An exact copy of all the data below is needed.

Records for this exercise: Begin

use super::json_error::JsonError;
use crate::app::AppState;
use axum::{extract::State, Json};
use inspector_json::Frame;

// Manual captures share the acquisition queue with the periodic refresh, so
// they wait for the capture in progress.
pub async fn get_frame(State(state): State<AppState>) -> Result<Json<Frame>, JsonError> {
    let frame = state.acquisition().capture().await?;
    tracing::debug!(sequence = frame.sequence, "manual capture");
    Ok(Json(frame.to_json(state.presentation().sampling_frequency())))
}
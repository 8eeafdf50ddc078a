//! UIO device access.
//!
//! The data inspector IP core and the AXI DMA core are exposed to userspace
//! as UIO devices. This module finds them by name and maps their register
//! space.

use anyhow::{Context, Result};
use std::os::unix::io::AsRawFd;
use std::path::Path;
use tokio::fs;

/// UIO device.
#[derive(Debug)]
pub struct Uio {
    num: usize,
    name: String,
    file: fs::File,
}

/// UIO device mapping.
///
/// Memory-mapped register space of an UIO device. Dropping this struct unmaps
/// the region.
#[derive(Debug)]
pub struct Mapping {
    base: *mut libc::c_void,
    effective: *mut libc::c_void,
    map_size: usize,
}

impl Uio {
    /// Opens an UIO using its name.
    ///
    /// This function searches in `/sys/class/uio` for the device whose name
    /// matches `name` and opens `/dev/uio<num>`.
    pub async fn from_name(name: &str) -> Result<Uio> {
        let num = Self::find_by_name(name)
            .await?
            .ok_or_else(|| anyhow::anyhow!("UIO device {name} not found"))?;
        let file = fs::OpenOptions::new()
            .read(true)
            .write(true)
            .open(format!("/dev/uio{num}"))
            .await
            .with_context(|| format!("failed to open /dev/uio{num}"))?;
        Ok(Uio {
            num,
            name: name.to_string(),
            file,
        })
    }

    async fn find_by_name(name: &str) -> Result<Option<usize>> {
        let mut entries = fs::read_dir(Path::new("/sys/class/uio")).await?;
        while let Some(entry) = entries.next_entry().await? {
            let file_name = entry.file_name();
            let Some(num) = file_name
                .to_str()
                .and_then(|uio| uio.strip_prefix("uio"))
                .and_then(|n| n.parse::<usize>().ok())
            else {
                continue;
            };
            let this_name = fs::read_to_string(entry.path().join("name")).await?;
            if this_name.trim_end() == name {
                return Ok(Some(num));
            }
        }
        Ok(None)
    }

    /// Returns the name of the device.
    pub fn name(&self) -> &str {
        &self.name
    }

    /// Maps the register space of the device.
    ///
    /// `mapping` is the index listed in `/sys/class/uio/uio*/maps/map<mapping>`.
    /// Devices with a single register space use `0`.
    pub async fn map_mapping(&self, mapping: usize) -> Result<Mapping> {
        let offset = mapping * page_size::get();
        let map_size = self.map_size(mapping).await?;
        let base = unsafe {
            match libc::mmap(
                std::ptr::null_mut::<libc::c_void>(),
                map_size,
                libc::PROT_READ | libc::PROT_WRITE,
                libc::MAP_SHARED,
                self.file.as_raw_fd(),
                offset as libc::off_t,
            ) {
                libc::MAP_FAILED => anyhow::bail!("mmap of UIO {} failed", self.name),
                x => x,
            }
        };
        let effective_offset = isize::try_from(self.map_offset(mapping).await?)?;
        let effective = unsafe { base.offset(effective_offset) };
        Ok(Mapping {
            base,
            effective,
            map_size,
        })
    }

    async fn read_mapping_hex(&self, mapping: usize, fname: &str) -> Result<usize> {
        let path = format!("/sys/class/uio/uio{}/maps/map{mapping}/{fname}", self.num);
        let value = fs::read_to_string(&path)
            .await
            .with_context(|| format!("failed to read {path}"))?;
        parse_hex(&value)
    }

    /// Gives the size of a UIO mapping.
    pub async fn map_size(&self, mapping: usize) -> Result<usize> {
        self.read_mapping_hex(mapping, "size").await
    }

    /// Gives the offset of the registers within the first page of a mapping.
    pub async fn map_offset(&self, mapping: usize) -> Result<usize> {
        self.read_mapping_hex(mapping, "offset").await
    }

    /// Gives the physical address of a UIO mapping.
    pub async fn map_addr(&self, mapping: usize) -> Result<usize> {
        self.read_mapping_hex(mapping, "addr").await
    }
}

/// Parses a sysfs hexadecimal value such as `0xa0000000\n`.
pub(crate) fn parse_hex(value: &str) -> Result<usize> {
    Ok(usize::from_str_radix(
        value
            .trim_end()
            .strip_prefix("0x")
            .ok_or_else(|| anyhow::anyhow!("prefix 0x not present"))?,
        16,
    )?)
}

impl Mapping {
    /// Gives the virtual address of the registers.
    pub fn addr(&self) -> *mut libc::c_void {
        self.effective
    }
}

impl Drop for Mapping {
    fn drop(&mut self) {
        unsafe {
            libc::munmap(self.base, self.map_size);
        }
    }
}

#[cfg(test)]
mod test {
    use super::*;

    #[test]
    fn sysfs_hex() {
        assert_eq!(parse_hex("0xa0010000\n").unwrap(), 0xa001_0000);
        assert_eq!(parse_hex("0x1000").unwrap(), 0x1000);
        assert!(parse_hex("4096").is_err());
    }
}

Records for this exercise: End

■ **Your response**:
use super::json_error::JsonError;
use crate::app::AppState;
use axum::{extract::State, Json};
use inspector_json::Frame;

// Manual captures share the acquisition queue with the periodic refresh, so
// they wait for the capture in progress.
pub async fn get_frame(State(state): State<AppState>) -> Result<Json<Frame>, JsonError> {
    let frame = state.acquisition().capture().await?;
    tracing::debug!(sequence = frame.sequence, "manual capture");
    Ok(Json(frame.to_json(state.presentation().sampling_frequency())))
}
repository 8eeafdf50ddc078a
//! UIO device access.
//!
//! The data inspector IP core and the AXI DMA core are exposed to userspace
//! as UIO devices. This module finds them by name and maps their register
//! space.

use anyhow::{Context, Result};
use std::os::unix::io::AsRawFd;
use std::path::Path;
use tokio::fs;

/// UIO device.
#[derive(Debug)]
pub struct Uio {
    num: usize,
    name: String,
    file: fs::File,
}

/// UIO device mapping.
///
/// Memory-mapped register space of an UIO device. Dropping this struct unmaps
/// the region.
#[derive(Debug)]
pub struct Mapping {
    base: *mut libc::c_void,
    effective: *mut libc::c_void,
    map_size: usize,
}

impl Uio {
    /// Opens an UIO using its name.
    ///
    /// This function searches in `/sys/class/uio` for the device whose name
    /// matches `name` and opens `/dev/uio<num>`.
    pub async fn from_name(name: &str) -> Result<Uio> {
        let num = Self::find_by_name(name)
            .await?
            .ok_or_else(|| anyhow::anyhow!("UIO device {name} not found"))?;
        let file = fs::OpenOptions::new()
            .read(true)
            .write(true)
            .open(format!("/dev/uio{num}"))
            .await
            .with_context(|| format!("failed to open /dev/uio{num}"))?;
        Ok(Uio {
            num,
            name: name.to_string(),
            file,
        })
    }

    async fn find_by_name(name: &str) -> Result<Option<usize>> {
        let mut entries = fs::read_dir(Path::new("/sys/class/uio")).await?;
        while let Some(entry) = entries.next_entry().await? {
            let file_name = entry.file_name();
            let Some(num) = file_name
                .to_str()
                .and_then(|uio| uio.strip_prefix("uio"))
                .and_then(|n| n.parse::<usize>().ok())
            else {
                continue;
            };
            let this_name = fs::read_to_string(entry.path().join("name")).await?;
            if this_name.trim_end() == name {
                return Ok(Some(num));
            }
        }
        Ok(None)
    }

    /// Returns the name of the device.
    pub fn name(&self) -> &str {
        &self.name
    }

    /// Maps the register space of the device.
    ///
    /// `mapping` is the index listed in `/sys/class/uio/uio*/maps/map<mapping>`.
    /// Devices with a single register space use `0`.
    pub async fn map_mapping(&self, mapping: usize) -> Result<Mapping> {
        let offset = mapping * page_size::get();
        let map_size = self.map_size(mapping).await?;
        let base = unsafe {
            match libc::mmap(
                std::ptr::null_mut::<libc::c_void>(),
                map_size,
                libc::PROT_READ | libc::PROT_WRITE,
                libc::MAP_SHARED,
                self.file.as_raw_fd(),
                offset as libc::off_t,
            ) {
                libc::MAP_FAILED => anyhow::bail!("mmap of UIO {} failed", self.name),
                x => x,
            }
        };
        let effective_offset = isize::try_from(self.map_offset(mapping).await?)?;
        let effective = unsafe { base.offset(effective_offset) };
        Ok(Mapping {
            base,
            effective,
            map_size,
        })
    }

    async fn read_mapping_hex(&self, mapping: usize, fname: &str) -> Result<usize> {
        let path = format!("/sys/class/uio/uio{}/maps/map{mapping}/{fname}", self.num);
        let value = fs::read_to_string(&path)
            .await
            .with_context(|| format!("failed to read {path}"))?;
        parse_hex(&value)
    }

    /// Gives the size of a UIO mapping.
    pub async fn map_size(&self, mapping: usize) -> Result<usize> {
        self.read_mapping_hex(mapping, "size").await
    }

    /// Gives the offset of the registers within the first page of a mapping.
    pub async fn map_offset(&self, mapping: usize) -> Result<usize> {
        self.read_mapping_hex(mapping, "offset").await
    }

    /// Gives the physical address of a UIO mapping.
    pub async fn map_addr(&self, mapping: usize) -> Result<usize> {
        self.read_mapping_hex(mapping, "addr").await
    }
}

/// Parses a sysfs hexadecimal value such as `0xa0000000\n`.
pub(crate) fn parse_hex(value: &str) -> Result<usize> {
    Ok(usize::from_str_radix(
        value
            .trim_end()
            .strip_prefix("0x")
            .ok_or_else(|| anyhow::anyhow!("prefix 0x not present"))?,
        16,
    )?)
}

impl Mapping {
    /// Gives the virtual address of the registers.
    pub fn addr(&self) -> *mut libc::c_void {
        self.effective
    }
}

impl Drop for Mapping {
    fn drop(&mut self) {
        unsafe {
            libc::munmap(self.base, self.map_size);
        }
    }
}

#[cfg(test)]
mod test {
    use super::*;

    #[test]
    fn sysfs_hex() {
        assert_eq!(parse_hex("0xa0010000\n").unwrap(), 0xa001_0000);
        assert_eq!(parse_hex("0x1000").unwrap(), 0x1000);
        assert!(parse_hex("4096").is_err());
    }
}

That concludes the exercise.